Bien que le diverticule de Meckel (DM) soit l’anomalie congénitale gastrointestinale la plus fréquente, il existe toujours de controverses en ce qui concerne la meilleure façon d’aborder la prise en charge du DM asymptomatique. Les caractéristiques cliniques, les modes de présentation et la prise en charge de tous les patients ayant eu une résection du DM dans nos hôpitaux entre 1990 et 2002, ont été analysés à partir de leurs dossiers. Le DM a été réséqué chez 68 patients qui ont été divisés en deux groupes: le groupe «incidental» ou le DM a été découvert et réséqué de façon fortuite (40 patients, dont 24 hommes); le groupe «symptomatique» où le DM a été découvert et traité en raison de complications en rapport avec le DM (28 patients, dont 20 hommes). Le diagnostic n’a été réalisé en préopératoire que dans quatre cas. Chez quatre patients dans le groupe «symptomatique», le DM était déjà connu lors d’une laparotomie précédente, mais sans avoir été enlevé. On n’a retrouvé aucune différence statistiquement significative entre les deux groupes en ce qui concerne le sexe (p = 0.48). Par rapport aux patients du groupe «incidental», les patients du groupe «symptomatique» étaient significativement plus jeunes (p = 0.002), les diverticules plus longs (p = 0.001) et leur base plus étroite (p = 0.0001).
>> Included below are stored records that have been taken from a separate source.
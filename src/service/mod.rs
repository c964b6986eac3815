use chrono::{DateTime, TimeDelta, Utc};
use serde::{Deserialize, Serialize};
use tracing::{debug, error};

use crate::client::TableClient;
use crate::config::ServiceConfig;
use crate::error::Error;
use crate::query::{OrderDirection, SelectQuery};
use crate::statistics::{self, ChartSeries, StatisticsSummary};
use crate::types::Row;

/// One page of rows plus the size of the whole result.
#[derive(Debug, Clone, Default, PartialEq, Serialize, Deserialize)]
#[serde(rename_all = "camelCase")]
pub struct Page {
    pub rows: Vec<Row>,
    pub total_count: u64,
}

/// Parameters for `ranked` beyond the value column.
#[derive(Debug, Clone, PartialEq)]
pub struct RankOptions {
    /// Column a caller displays next to each value. Not used to filter or project.
    pub name_column: String,
    pub limit: usize,
}

impl Default for RankOptions {
    fn default() -> Self {
        Self {
            name_column: "name".to_string(),
            limit: 10,
        }
    }
}

/// Dashboard reads over a remote table store.
///
/// Every operation comes in two forms. `try_*` returns the backend error so
/// callers can tell a failed query from an empty table. The plain form logs
/// the error and returns an empty value instead: no rows, a zero count, an
/// empty chart, or a zeroed summary.
pub struct DashboardService<C> {
    client: C,
    config: ServiceConfig,
}

impl<C: TableClient> DashboardService<C> {
    pub fn new(client: C) -> Self {
        Self::with_config(client, ServiceConfig::default())
    }

    pub fn with_config(client: C, config: ServiceConfig) -> Self {
        Self { client, config }
    }

    pub fn client(&self) -> &C {
        &self.client
    }

    pub fn config(&self) -> &ServiceConfig {
        &self.config
    }

    /// All rows of `table`, newest first.
    pub async fn try_list(&self, table: &str) -> Result<Vec<Row>, Error> {
        debug!(table, "list");
        let query = SelectQuery::from(table)
            .select_all()
            .order(&self.config.created_at_column, OrderDirection::Descending);
        Ok(self.client.select(&query).await?.rows)
    }

    pub async fn list(&self, table: &str) -> Vec<Row> {
        fail_soft("list", table, self.try_list(table).await)
    }

    /// Rows `[page*page_size, page*page_size + page_size - 1]`, newest first,
    /// with the exact row count of the table.
    pub async fn try_page(&self, table: &str, page: usize, page_size: usize) -> Result<Page, Error> {
        debug!(table, page, page_size, "page");

        if page_size == 0 {
            let query = SelectQuery::from(table).count_exact().head();
            let response = self.client.select(&query).await?;
            return Ok(Page {
                rows: Vec::new(),
                total_count: response.count.unwrap_or(0),
            });
        }

        let from = page
            .checked_mul(page_size)
            .and_then(|from| from.checked_add(page_size - 1).map(|to| (from, to)));
        let (from, to) = from.ok_or_else(|| {
            Error::InvalidRequest(format!("page {} of size {} is out of range", page, page_size))
        })?;

        let query = SelectQuery::from(table)
            .select_all()
            .count_exact()
            .order(&self.config.created_at_column, OrderDirection::Descending)
            .range(from, to);
        let response = self.client.select(&query).await?;

        Ok(Page {
            rows: response.rows,
            total_count: response.count.unwrap_or(0),
        })
    }

    pub async fn page(&self, table: &str, page: usize, page_size: usize) -> Page {
        fail_soft("page", table, self.try_page(table, page, page_size).await)
    }

    /// Row counts per distinct value of `column`, for a pie or bar chart.
    ///
    /// Rows where `column` is null land under the configured unknown label
    /// ("Unknown"). Note that `statistics` drops null statuses instead.
    pub async fn try_grouped_counts(&self, table: &str, column: &str) -> Result<ChartSeries, Error> {
        debug!(table, column, "grouped counts");
        let query = SelectQuery::from(table).select_all();
        let rows = self.client.select(&query).await?.rows;

        Ok(statistics::group_counts(
            &rows,
            column,
            &self.config.unknown_label,
            &self.config.palette,
        ))
    }

    pub async fn grouped_counts(&self, table: &str, column: &str) -> ChartSeries {
        fail_soft("grouped counts", table, self.try_grouped_counts(table, column).await)
    }

    /// Summary figures for `table` as of now.
    pub async fn try_statistics(
        &self,
        table: &str,
        value_column: Option<&str>,
    ) -> Result<StatisticsSummary, Error> {
        self.try_statistics_at(table, value_column, Utc::now()).await
    }

    /// Summary figures for `table`, with the recent window ending at `now`.
    ///
    /// Round-trips run one after another: total count, recent count, the
    /// value column (if any), then the status column. A table without a
    /// status column gets no breakdown; any other failure aborts.
    pub async fn try_statistics_at(
        &self,
        table: &str,
        value_column: Option<&str>,
        now: DateTime<Utc>,
    ) -> Result<StatisticsSummary, Error> {
        debug!(table, value_column = ?value_column, "statistics");

        let total = self
            .client
            .select(&SelectQuery::from(table).count_exact().head())
            .await?;

        let since = TimeDelta::try_hours(self.config.recent_window_hours)
            .and_then(|window| now.checked_sub_signed(window))
            .ok_or_else(|| {
                Error::InvalidRequest(format!(
                    "recent window of {} hours is out of range",
                    self.config.recent_window_hours
                ))
            })?;
        let recent = self
            .client
            .select(
                &SelectQuery::from(table)
                    .count_exact()
                    .head()
                    .gte(&self.config.created_at_column, since),
            )
            .await?;

        let mut summary = StatisticsSummary {
            total_records: total.count.unwrap_or(0),
            recent_records: recent.count.unwrap_or(0),
            ..StatisticsSummary::default()
        };

        if let Some(column) = value_column {
            let query = SelectQuery::from(table).select(column).not_null(column);
            let rows = self.client.select(&query).await?.rows;
            if let Some(stats) = statistics::value_stats(&rows, column) {
                summary.total_value = Some(stats.total);
                summary.average_value = Some(stats.average);
            }
        }

        let status = &self.config.status_column;
        let query = SelectQuery::from(table).select(status).not_null(status);
        match self.client.select(&query).await {
            Ok(response) => summary.status_breakdown = statistics::breakdown(&response.rows, status),
            Err(e @ Error::UnknownColumn { .. }) => debug!(table, error = %e, "no status breakdown"),
            Err(e) => return Err(e),
        }

        Ok(summary)
    }

    pub async fn statistics(&self, table: &str, value_column: Option<&str>) -> StatisticsSummary {
        fail_soft("statistics", table, self.try_statistics(table, value_column).await)
    }

    /// Top rows by `value_column`, highest first, skipping rows without a value.
    pub async fn try_ranked(
        &self,
        table: &str,
        value_column: &str,
        options: &RankOptions,
    ) -> Result<Vec<Row>, Error> {
        debug!(
            table,
            value_column,
            name_column = %options.name_column,
            limit = options.limit,
            "ranked"
        );
        let query = SelectQuery::from(table)
            .select_all()
            .not_null(value_column)
            .order(value_column, OrderDirection::Descending)
            .limit(options.limit);
        Ok(self.client.select(&query).await?.rows)
    }

    pub async fn ranked(&self, table: &str, value_column: &str, options: &RankOptions) -> Vec<Row> {
        fail_soft("ranked", table, self.try_ranked(table, value_column, options).await)
    }

    /// Rank options seeded from the configured default limit.
    pub fn rank_options(&self) -> RankOptions {
        RankOptions {
            limit: self.config.default_rank_limit,
            ..RankOptions::default()
        }
    }
}

fn fail_soft<T: Default>(operation: &str, table: &str, result: Result<T, Error>) -> T {
    result.unwrap_or_else(|e| {
        error!(operation, table, error = %e, "query failed, returning empty result");
        T::default()
    })
}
Un diamètre supérieur ou égal à 2 cm était significativement associé à plus de complications (p = 0.01). Il n’y avait pas de différence statistiquement significative en ce qui concerne la morbidité entre les deux groupes (p = 0.71). Il n’y avait aucune mortalité. Le diagnostic préopératoire du DM est difficile, et devrait toujours être présent à l’esprit en cas d’abdomen aigu. La résection d’un DM retrouvé de façon fortuite n’est pas associée à une morbidité ou mortalité opératoires augmentées.

Resumen

Aunque el divertículo de Meckel es una de las más frecuentes malformaciones congénitas gástrointestinales, se continua debatiendo que tipo de tratamiento sería el más adecuado para los divertículos asintomáticos. Revisamos todas las historias clínicas de los pacientes que fueron sometidos en nuestro Hospital a una resección del divertículo de Meckel entre 1990 y 2002. Se analizaron las características clínicas, la forma de presentación y los tratamientos realizados. En 68 pacientes se resecó el divertículo de Meckel. Los pacientes se dividieron en 2 grupos: el grupo accidental que incluyó 40 pacientes (24 varones) en que el diagnóstico fue accidental; el grupo sintomático 28 pacientes (20 varones), que presentaron complicaciones referibles al divertículo. El diagnóstico preoperatorio se efectuó tan solo en 4 casos. En 4 pacientes del grupo sintomático el divertículo de Meckel se encontró a la izquierda, no explorada en laparotomías previas. No hubo diferencias significativas entre ambos grupos por lo que al género se refiere (p = 0.48). Los pacientes del grupo sintomático fueron significativamente más jóvenes que los del grupo accidental (p = 0.002). Los divertículos en el grupo sintomático fueron más largos (p = 0.001) y con una base más estrecha (p = 0.001) que los divertículos del grupo accidental. Un diámetro ≤ 2 cm se acompañaba de un mayor número de complicaciones (p = 0.01). Tejido heterotópico se encontró con más frecuencia en el grupo sintomático que en el accidental (p = 0.01). La morbilidad fue semejante en ambos grupos (p = 0.71). No hubo mortalidad alguna. El diagnóstico preoperatorio de un divertículo de Meckel es difícil y ha de ser tenido en cuenta en todos los casos de abdomen agudo. La resección de un divertículo descubierto accidentalmente no incrementa la morbi-mortalidad operatoria.